One of the hypotheses, she said, was that her mother was fascinated by the thought that men were capable of a craft so exclusively matriarchal.
The other pointed to a likelihood that she was unable to come to terms with: the bed linen symbolised redemption. To her mother, these nameless, faceless criminals had been reformed by the correctional system. On the other hand, something about her own daughter was inherently sinful and irredeemable. She too often wished she'd never been born.
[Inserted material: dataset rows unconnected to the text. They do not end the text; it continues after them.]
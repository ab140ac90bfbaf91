//! Client configuration.
//!
//! Loaded from JSON (file or string) and optionally overridden from the
//! environment. Every field has a default so an empty object is a valid
//! configuration.

use std::collections::BTreeMap;
use std::path::Path;
use std::time::Duration;

use serde::{Deserialize, Serialize};

use crate::auth::{AuthRegistry, AuthSetting, Credentials};
use crate::error::ApiError;

pub const ENV_LOG_REQUESTS: &str = "API_CLIENT_LOG_REQUESTS";
pub const ENV_TIMEOUT_MS: &str = "API_CLIENT_TIMEOUT_MS";
pub const ENV_ACCESS_TOKEN: &str = "API_CLIENT_ACCESS_TOKEN";
pub const ENV_USERNAME: &str = "API_CLIENT_USERNAME";
pub const ENV_PASSWORD: &str = "API_CLIENT_PASSWORD";

#[derive(Debug, Clone, Default, PartialEq, Eq, Serialize, Deserialize)]
#[serde(default)]
pub struct ClientConfig {
    /// Initial value of the request/response log toggle.
    pub log_requests: bool,
    /// Transport-level timeout for a whole request. `None` means no limit.
    pub timeout_ms: Option<u64>,
    /// Headers sent with every request unless the caller sets them.
    pub default_headers: BTreeMap<String, String>,
    pub auth_settings: Vec<AuthSetting>,
    pub credentials: Credentials,
}

impl ClientConfig {
    pub fn from_json_str(raw: &str) -> Result<Self, ApiError> {
        serde_json::from_str(raw).map_err(|e| ApiError::Config(e.to_string()))
    }

    pub fn from_path(path: impl AsRef<Path>) -> Result<Self, ApiError> {
        let path = path.as_ref();
        let raw = std::fs::read_to_string(path)
            .map_err(|e| ApiError::Config(format!("{}: {e}", path.display())))?;
        Self::from_json_str(&raw)
    }

    /// Apply overrides from the process environment.
    pub fn apply_env(self) -> Result<Self, ApiError> {
        self.apply_env_from(|key| std::env::var(key).ok())
    }

    /// Apply overrides from an arbitrary key lookup.
    pub fn apply_env_from<F>(mut self, lookup: F) -> Result<Self, ApiError>
    where
        F: Fn(&str) -> Option<String>,
    {
        if let Some(raw) = lookup(ENV_LOG_REQUESTS) {
            self.log_requests = parse_bool(&raw)
                .ok_or_else(|| ApiError::Config(format!("{ENV_LOG_REQUESTS}: expected a boolean, got {raw:?}")))?;
        }
        if let Some(raw) = lookup(ENV_TIMEOUT_MS) {
            let ms = raw
                .trim()
                .parse::<u64>()
                .map_err(|e| ApiError::Config(format!("{ENV_TIMEOUT_MS}: {e}")))?;
            self.timeout_ms = Some(ms);
        }
        if let Some(token) = lookup(ENV_ACCESS_TOKEN) {
            self.credentials.access_token = Some(token);
        }
        if let Some(username) = lookup(ENV_USERNAME) {
            self.credentials.username = Some(username);
        }
        if let Some(password) = lookup(ENV_PASSWORD) {
            self.credentials.password = Some(password);
        }
        Ok(self)
    }

    pub fn timeout(&self) -> Option<Duration> {
        self.timeout_ms.map(Duration::from_millis)
    }

    pub fn auth_registry(&self) -> AuthRegistry {
        AuthRegistry::new(self.auth_settings.clone(), self.credentials.clone())
    }
}

fn parse_bool(raw: &str) -> Option<bool> {
    match raw.trim().to_ascii_lowercase().as_str() {
        "1" | "true" | "yes" | "on" => Some(true),
        "0" | "false" | "no" | "off" => Some(false),
        _ => None,
    }
}

#[cfg(test)]
mod tests {
    use std::collections::HashMap;

    use super::*;
    use crate::auth::AuthScheme;

    #[test]
    fn empty_object_is_default() {
        assert_eq!(ClientConfig::from_json_str("{}").unwrap(), ClientConfig::default());
    }

    #[test]
    fn full_config_parses() {
        let config = ClientConfig::from_json_str(
            r#"{
                "log_requests": true,
                "timeout_ms": 2500,
                "default_headers": {"User-Agent": "petstore/1.0"},
                "auth_settings": [{"name": "basic", "type": "basic"}],
                "credentials": {"username": "u", "password": "p"}
            }"#,
        )
        .unwrap();
        assert!(config.log_requests);
        assert_eq!(config.timeout(), Some(Duration::from_millis(2500)));
        assert_eq!(config.default_headers["User-Agent"], "petstore/1.0");
        assert_eq!(config.auth_registry().scheme("basic"), Some(&AuthScheme::Basic));
    }

    #[test]
    fn bad_json_is_config_error() {
        let err = ClientConfig::from_json_str(r#"{"timeout_ms": "soon"}"#).unwrap_err();
        assert!(matches!(err, ApiError::Config(_)));
    }

    #[test]
    fn env_overrides_apply() {
        let env: HashMap<&str, &str> = HashMap::from([
            (ENV_LOG_REQUESTS, "yes"),
            (ENV_TIMEOUT_MS, "100"),
            (ENV_ACCESS_TOKEN, "tok"),
        ]);
        let config = ClientConfig::default()
            .apply_env_from(|k| env.get(k).map(|v| v.to_string()))
            .unwrap();
        assert!(config.log_requests);
        assert_eq!(config.timeout_ms, Some(100));
        assert_eq!(config.credentials.access_token.as_deref(), Some("tok"));
        assert!(config.credentials.username.is_none());
    }

    #[test]
    fn invalid_env_values_are_rejected() {
        let err = ClientConfig::default()
            .apply_env_from(|k| (k == ENV_LOG_REQUESTS).then(|| "maybe".to_string()))
            .unwrap_err();
        assert!(matches!(err, ApiError::Config(_)));

        let err = ClientConfig::default()
            .apply_env_from(|k| (k == ENV_TIMEOUT_MS).then(|| "-1".to_string()))
            .unwrap_err();
        assert!(matches!(err, ApiError::Config(_)));
    }

    #[test]
    fn missing_file_is_config_error() {
        let err = ClientConfig::from_path("/nonexistent/api-client.json").unwrap_err();
        assert!(matches!(err, ApiError::Config(_)));
    }
}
That evening, we were drinking a bottle of red wine she had picked earlier the day.
This young wine, soft on the palate, fruity with wild berries, spring bouquet and peachy notes, had just the right amount of tannin to my liking. And it paired almost too well with the menu du soir: New Zealand lamb racks grilled with Himalayan salt and rosemary.
"Love, don't overthink it," I said. "She bought those fucking sheets because of the high price-performance ratio in goods supplied by prison labour."
For the first time that evening, she laughed. We both laughed.
In retrospect, her laugher reminded me that of stage four cancer patients when they had clowns over for an hour and forty-five minutes on a Sunday afternoon.
My world imploded when I received a long distance call one morning, four years ago.
They found her body, rigid and cold. Severely underweight.
From then on, I had chosen to grieve by ruminating the times I failed her.
For the life of me, I couldn't remember the provenance of the wine.
Little did I know it was a farewell gift from her.